▶ **WORK TO COMPLETE**: The required answer is every line of the data containing the word "info".

▶ **RAW DATA**:
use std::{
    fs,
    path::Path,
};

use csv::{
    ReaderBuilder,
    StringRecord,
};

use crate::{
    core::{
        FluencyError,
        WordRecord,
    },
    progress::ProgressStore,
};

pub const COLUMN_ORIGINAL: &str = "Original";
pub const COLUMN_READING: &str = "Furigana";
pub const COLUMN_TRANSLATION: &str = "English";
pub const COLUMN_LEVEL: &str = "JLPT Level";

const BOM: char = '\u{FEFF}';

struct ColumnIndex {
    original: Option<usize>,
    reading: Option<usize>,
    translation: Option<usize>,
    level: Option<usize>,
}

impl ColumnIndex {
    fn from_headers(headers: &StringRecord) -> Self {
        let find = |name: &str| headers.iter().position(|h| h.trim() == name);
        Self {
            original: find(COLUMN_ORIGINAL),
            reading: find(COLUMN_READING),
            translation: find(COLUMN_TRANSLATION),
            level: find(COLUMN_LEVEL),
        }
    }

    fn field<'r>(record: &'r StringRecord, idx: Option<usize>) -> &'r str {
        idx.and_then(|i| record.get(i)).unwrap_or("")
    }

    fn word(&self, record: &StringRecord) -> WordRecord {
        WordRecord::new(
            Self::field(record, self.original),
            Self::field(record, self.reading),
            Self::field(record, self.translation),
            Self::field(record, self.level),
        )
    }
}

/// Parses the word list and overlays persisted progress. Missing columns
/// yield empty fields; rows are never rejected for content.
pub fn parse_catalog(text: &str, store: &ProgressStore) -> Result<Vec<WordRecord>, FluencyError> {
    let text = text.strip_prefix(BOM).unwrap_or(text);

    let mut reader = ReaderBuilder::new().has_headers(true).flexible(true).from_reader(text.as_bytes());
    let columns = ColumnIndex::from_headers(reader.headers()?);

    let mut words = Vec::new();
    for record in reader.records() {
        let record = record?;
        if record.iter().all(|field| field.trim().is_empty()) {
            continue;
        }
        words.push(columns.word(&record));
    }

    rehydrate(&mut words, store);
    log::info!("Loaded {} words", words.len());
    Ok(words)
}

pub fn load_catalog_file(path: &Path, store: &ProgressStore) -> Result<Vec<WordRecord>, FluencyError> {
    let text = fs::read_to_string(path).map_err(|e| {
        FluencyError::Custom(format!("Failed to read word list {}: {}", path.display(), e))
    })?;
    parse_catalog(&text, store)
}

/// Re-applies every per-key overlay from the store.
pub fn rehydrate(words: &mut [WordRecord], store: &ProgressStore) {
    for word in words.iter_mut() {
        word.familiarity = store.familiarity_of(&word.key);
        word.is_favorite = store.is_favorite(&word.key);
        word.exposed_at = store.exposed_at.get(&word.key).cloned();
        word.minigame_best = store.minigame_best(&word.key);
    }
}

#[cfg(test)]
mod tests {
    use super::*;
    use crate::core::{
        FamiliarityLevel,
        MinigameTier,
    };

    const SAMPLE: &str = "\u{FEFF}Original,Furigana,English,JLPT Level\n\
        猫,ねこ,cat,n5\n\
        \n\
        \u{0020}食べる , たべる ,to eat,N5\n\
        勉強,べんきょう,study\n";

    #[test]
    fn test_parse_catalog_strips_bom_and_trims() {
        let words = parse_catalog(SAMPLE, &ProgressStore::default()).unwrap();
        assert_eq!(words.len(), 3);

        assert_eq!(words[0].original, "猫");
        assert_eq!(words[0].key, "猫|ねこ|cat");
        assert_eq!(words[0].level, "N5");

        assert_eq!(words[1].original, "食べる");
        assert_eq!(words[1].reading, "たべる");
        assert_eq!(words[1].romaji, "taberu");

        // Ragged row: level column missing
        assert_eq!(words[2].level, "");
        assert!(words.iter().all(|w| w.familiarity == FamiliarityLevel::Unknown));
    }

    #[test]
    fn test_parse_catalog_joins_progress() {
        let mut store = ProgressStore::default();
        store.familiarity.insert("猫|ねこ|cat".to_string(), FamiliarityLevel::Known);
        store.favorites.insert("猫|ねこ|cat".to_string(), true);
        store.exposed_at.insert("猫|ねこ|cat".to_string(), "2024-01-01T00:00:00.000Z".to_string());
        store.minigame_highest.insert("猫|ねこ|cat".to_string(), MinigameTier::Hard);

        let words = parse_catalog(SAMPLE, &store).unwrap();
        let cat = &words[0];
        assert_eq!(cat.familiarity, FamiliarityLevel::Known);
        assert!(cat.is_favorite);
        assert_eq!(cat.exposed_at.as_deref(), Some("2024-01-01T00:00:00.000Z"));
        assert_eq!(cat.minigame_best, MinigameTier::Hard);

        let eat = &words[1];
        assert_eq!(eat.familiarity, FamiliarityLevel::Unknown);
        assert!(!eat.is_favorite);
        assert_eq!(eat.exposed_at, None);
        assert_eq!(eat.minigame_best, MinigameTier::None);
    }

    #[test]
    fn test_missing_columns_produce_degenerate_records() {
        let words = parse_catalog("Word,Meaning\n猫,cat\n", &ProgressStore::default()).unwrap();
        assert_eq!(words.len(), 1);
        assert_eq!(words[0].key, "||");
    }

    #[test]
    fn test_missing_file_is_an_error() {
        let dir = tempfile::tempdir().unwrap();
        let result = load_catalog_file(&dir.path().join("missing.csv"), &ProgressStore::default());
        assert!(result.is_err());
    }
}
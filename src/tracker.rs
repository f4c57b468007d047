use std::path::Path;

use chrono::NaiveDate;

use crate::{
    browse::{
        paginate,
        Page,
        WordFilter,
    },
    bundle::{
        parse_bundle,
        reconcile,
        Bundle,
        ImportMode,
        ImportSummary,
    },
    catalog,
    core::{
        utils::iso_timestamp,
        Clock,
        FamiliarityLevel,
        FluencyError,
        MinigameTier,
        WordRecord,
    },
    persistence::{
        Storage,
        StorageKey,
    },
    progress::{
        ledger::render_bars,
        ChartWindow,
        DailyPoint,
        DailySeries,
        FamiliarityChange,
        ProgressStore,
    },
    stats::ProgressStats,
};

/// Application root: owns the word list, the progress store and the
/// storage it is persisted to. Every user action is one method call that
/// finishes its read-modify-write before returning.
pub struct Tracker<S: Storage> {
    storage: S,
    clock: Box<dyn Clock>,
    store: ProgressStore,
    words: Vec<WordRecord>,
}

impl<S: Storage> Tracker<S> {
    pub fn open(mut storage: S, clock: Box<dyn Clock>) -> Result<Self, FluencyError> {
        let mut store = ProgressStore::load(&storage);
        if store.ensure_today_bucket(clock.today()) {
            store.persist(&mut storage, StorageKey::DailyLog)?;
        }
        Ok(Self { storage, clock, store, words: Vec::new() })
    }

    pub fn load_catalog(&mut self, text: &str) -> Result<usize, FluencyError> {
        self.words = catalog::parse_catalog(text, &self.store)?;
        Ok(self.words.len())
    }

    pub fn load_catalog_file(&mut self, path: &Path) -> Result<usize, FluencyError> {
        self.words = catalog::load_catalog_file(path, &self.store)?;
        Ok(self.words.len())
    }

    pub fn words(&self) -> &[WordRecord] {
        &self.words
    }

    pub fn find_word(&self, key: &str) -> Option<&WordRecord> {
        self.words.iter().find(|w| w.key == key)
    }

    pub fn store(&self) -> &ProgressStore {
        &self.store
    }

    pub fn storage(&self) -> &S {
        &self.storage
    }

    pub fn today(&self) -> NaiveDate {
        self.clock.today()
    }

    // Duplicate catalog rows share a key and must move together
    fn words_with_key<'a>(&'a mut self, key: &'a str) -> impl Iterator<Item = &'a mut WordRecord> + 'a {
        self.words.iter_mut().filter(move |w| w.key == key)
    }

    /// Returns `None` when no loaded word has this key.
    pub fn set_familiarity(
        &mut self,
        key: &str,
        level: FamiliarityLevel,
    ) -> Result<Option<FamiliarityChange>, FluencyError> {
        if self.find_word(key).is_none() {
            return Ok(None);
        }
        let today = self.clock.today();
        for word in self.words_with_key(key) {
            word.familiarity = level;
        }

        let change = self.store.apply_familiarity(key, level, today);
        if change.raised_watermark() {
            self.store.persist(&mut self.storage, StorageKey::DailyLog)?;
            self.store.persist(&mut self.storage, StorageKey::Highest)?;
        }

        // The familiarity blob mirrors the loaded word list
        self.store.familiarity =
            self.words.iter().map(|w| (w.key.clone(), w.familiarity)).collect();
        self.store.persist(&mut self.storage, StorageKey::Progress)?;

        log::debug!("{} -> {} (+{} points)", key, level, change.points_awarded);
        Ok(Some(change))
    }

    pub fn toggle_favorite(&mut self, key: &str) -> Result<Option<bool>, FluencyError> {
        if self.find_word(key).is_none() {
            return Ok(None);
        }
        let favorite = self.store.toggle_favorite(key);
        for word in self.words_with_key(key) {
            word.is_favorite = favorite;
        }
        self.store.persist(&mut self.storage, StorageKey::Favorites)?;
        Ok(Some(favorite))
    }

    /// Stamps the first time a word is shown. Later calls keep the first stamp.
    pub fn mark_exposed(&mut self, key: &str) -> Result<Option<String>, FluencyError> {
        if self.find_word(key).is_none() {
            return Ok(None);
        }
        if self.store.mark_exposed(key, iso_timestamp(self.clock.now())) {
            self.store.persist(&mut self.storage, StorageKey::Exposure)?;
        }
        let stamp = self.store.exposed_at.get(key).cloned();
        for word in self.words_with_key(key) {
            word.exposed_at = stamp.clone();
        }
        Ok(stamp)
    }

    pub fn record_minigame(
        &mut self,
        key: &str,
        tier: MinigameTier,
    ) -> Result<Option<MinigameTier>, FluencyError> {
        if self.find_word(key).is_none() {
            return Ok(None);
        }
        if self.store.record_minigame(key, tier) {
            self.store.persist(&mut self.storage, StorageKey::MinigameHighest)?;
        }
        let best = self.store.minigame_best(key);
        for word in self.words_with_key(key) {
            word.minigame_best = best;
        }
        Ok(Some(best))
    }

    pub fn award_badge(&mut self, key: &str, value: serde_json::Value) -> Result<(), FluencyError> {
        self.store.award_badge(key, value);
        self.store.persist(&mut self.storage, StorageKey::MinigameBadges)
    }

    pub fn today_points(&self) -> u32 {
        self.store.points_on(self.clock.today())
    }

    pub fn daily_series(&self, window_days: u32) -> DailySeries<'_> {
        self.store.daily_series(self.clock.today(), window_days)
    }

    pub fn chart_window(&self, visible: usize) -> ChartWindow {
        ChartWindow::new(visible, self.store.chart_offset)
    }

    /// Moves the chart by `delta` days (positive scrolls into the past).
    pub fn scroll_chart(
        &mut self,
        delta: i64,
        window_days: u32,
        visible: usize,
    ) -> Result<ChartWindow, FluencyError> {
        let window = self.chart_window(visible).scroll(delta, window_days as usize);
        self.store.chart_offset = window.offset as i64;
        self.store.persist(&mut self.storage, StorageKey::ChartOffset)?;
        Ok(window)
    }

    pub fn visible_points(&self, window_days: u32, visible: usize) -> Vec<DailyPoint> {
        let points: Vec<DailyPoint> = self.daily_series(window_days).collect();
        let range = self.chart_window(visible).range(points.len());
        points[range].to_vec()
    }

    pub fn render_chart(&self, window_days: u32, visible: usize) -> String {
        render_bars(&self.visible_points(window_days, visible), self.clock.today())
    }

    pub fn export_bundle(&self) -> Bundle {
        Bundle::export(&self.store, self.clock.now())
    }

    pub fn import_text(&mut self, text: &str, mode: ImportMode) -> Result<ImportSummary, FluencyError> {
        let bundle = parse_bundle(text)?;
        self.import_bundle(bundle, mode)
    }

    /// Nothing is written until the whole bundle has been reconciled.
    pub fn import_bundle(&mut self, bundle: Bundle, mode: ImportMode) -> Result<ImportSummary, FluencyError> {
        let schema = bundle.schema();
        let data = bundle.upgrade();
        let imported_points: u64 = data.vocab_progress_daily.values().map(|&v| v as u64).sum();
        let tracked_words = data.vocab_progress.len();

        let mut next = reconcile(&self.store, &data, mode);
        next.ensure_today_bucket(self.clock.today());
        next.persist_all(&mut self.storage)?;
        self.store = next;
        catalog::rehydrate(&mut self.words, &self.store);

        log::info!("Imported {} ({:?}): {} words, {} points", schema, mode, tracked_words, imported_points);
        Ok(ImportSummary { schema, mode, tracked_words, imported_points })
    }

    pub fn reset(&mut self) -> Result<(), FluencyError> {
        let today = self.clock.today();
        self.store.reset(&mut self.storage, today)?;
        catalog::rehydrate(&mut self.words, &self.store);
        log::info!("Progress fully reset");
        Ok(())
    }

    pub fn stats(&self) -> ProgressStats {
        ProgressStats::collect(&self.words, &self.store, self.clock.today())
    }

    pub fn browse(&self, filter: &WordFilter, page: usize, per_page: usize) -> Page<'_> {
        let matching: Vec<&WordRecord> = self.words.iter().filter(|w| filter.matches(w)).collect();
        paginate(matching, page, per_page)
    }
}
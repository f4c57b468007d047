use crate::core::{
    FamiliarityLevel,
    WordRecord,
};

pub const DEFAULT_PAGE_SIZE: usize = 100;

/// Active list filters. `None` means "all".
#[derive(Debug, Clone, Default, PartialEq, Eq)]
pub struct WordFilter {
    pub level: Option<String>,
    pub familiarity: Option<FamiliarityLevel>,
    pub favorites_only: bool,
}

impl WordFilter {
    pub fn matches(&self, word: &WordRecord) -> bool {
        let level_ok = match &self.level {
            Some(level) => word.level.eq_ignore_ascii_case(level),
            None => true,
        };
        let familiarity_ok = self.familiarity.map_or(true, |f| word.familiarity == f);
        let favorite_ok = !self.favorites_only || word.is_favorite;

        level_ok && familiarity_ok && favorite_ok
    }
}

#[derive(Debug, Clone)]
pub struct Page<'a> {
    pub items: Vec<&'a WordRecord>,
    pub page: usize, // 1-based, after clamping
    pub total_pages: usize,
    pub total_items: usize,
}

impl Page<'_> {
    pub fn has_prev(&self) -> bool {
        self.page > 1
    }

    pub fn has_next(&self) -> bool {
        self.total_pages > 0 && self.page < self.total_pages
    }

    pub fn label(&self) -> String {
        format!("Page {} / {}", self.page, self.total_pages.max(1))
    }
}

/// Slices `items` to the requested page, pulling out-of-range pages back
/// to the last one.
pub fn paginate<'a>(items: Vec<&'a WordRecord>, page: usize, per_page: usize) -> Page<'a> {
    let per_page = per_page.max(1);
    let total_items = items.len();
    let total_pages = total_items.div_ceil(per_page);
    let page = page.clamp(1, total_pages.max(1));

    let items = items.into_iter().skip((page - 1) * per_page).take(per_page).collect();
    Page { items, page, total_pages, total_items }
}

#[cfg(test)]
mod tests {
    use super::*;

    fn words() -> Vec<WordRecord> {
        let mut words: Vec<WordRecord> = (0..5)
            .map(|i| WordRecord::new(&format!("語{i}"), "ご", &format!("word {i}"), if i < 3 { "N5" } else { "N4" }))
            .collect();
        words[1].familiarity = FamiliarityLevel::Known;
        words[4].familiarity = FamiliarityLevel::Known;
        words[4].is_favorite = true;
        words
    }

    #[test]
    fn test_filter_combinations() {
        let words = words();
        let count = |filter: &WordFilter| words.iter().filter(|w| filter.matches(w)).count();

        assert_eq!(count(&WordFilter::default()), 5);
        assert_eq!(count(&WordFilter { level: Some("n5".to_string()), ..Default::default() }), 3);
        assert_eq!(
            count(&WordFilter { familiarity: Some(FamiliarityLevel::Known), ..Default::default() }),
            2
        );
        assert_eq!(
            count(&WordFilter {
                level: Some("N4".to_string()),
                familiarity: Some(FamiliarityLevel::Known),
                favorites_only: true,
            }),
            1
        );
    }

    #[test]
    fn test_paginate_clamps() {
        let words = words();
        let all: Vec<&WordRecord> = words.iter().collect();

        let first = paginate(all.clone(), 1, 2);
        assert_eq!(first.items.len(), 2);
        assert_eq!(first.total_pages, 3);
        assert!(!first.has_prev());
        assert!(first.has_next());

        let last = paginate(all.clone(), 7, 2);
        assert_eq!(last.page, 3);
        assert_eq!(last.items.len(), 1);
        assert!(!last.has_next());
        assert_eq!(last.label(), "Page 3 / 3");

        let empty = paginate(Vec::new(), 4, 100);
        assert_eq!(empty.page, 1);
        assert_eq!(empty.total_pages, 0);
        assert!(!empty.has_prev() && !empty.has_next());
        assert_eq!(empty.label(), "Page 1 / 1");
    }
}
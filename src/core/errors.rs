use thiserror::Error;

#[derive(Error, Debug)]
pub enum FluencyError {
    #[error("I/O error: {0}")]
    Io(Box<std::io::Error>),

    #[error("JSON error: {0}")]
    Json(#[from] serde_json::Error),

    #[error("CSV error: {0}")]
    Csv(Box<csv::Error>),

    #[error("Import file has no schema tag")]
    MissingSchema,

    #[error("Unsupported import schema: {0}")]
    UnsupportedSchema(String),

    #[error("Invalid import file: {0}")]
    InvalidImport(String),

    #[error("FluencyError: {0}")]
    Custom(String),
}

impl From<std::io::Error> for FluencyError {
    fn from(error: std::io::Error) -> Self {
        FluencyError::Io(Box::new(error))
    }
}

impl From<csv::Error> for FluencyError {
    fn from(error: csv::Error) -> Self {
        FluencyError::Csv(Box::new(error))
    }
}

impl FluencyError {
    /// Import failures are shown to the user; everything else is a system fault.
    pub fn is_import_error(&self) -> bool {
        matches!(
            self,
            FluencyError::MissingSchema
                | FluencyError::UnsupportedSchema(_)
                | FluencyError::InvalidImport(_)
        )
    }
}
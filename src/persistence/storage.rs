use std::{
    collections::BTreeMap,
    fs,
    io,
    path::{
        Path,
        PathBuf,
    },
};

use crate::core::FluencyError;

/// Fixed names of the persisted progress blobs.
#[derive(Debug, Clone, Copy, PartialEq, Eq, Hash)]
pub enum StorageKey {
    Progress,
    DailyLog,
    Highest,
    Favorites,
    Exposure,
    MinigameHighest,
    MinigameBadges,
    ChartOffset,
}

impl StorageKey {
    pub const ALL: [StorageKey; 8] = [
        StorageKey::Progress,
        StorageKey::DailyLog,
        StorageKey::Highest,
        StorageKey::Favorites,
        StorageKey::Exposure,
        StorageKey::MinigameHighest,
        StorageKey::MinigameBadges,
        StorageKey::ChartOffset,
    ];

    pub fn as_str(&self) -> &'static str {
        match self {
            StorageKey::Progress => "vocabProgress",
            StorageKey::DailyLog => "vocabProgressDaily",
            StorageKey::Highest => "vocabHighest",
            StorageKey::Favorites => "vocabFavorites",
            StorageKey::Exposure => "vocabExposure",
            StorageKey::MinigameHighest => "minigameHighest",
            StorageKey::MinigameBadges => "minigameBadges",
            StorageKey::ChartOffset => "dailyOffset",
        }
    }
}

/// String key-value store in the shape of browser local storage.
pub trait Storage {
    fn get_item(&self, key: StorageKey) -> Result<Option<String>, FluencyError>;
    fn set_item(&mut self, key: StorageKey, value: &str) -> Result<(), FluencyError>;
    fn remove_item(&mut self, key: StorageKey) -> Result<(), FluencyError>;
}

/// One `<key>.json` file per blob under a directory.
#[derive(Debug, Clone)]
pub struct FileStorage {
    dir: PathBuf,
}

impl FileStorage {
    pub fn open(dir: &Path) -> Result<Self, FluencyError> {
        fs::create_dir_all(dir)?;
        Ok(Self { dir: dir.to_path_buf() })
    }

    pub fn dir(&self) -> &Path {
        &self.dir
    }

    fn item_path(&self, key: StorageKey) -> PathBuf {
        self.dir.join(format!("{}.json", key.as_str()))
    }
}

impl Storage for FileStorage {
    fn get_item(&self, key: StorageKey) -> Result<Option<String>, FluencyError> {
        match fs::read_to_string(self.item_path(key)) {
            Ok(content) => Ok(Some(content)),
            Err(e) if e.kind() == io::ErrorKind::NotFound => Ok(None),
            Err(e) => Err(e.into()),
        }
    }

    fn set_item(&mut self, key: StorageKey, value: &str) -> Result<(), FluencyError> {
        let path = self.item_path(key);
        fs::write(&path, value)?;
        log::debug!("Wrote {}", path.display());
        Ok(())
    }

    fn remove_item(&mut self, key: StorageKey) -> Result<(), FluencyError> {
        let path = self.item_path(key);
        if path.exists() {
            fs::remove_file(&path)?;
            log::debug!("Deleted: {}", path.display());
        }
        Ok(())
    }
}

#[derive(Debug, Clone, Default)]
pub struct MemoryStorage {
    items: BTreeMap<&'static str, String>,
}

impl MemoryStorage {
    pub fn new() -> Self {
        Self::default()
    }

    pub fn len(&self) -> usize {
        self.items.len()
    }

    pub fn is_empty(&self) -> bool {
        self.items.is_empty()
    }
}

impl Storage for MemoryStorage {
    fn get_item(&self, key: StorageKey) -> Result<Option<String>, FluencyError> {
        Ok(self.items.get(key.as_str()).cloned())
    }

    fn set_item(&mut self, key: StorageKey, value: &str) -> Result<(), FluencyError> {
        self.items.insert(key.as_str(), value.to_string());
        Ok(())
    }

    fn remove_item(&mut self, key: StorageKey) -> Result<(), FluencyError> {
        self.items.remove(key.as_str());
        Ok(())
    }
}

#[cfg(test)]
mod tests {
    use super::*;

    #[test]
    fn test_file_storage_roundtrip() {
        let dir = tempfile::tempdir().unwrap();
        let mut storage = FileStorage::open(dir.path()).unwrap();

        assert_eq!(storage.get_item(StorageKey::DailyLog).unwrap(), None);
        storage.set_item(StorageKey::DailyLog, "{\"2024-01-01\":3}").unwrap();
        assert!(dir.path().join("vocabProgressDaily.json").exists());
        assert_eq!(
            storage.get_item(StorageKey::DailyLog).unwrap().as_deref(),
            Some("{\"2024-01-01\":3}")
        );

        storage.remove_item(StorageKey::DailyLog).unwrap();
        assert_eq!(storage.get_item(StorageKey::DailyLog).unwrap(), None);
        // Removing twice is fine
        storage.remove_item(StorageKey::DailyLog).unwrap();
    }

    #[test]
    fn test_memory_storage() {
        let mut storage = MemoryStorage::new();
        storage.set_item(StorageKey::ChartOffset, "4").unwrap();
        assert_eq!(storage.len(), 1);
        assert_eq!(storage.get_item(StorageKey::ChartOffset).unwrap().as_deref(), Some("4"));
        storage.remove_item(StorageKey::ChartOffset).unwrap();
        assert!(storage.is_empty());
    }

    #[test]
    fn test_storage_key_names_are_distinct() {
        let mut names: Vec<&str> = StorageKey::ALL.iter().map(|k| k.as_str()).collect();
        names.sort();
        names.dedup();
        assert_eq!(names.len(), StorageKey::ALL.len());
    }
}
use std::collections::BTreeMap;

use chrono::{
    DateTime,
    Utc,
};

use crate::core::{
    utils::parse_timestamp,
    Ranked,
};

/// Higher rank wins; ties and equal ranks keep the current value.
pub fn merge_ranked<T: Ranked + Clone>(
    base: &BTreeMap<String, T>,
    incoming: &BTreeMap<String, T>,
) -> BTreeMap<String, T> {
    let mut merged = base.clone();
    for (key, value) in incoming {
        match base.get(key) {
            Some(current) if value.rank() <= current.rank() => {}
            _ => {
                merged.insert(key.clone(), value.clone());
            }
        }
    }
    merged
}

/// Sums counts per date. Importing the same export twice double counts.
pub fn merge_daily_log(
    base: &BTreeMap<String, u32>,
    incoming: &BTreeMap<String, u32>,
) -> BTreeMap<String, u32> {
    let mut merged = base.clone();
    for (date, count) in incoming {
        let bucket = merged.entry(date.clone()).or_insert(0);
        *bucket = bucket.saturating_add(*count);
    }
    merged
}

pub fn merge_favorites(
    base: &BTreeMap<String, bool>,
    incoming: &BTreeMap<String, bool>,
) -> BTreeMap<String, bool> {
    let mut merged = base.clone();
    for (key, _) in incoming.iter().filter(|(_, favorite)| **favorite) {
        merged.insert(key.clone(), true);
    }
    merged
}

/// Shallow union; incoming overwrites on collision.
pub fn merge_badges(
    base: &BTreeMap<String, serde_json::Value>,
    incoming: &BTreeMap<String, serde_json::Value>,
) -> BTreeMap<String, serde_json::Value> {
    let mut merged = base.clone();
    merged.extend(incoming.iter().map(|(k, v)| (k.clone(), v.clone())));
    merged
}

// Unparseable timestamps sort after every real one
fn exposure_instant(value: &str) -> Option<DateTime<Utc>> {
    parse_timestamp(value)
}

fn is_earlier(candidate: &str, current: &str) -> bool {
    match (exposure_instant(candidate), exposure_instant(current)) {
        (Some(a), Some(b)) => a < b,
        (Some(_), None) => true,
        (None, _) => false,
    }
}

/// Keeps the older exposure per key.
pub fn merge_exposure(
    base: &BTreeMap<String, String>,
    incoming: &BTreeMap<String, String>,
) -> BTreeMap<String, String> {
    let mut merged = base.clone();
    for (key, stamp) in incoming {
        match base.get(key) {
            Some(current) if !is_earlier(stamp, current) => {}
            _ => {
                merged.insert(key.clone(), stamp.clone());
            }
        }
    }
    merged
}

▶ **TASK RESULT**:
    log::info!("Loaded {} words", words.len());
        log::info!("Imported {} ({:?}): {} words, {} points", schema, mode, tracked_words, imported_points);
        log::info!("Progress fully reset");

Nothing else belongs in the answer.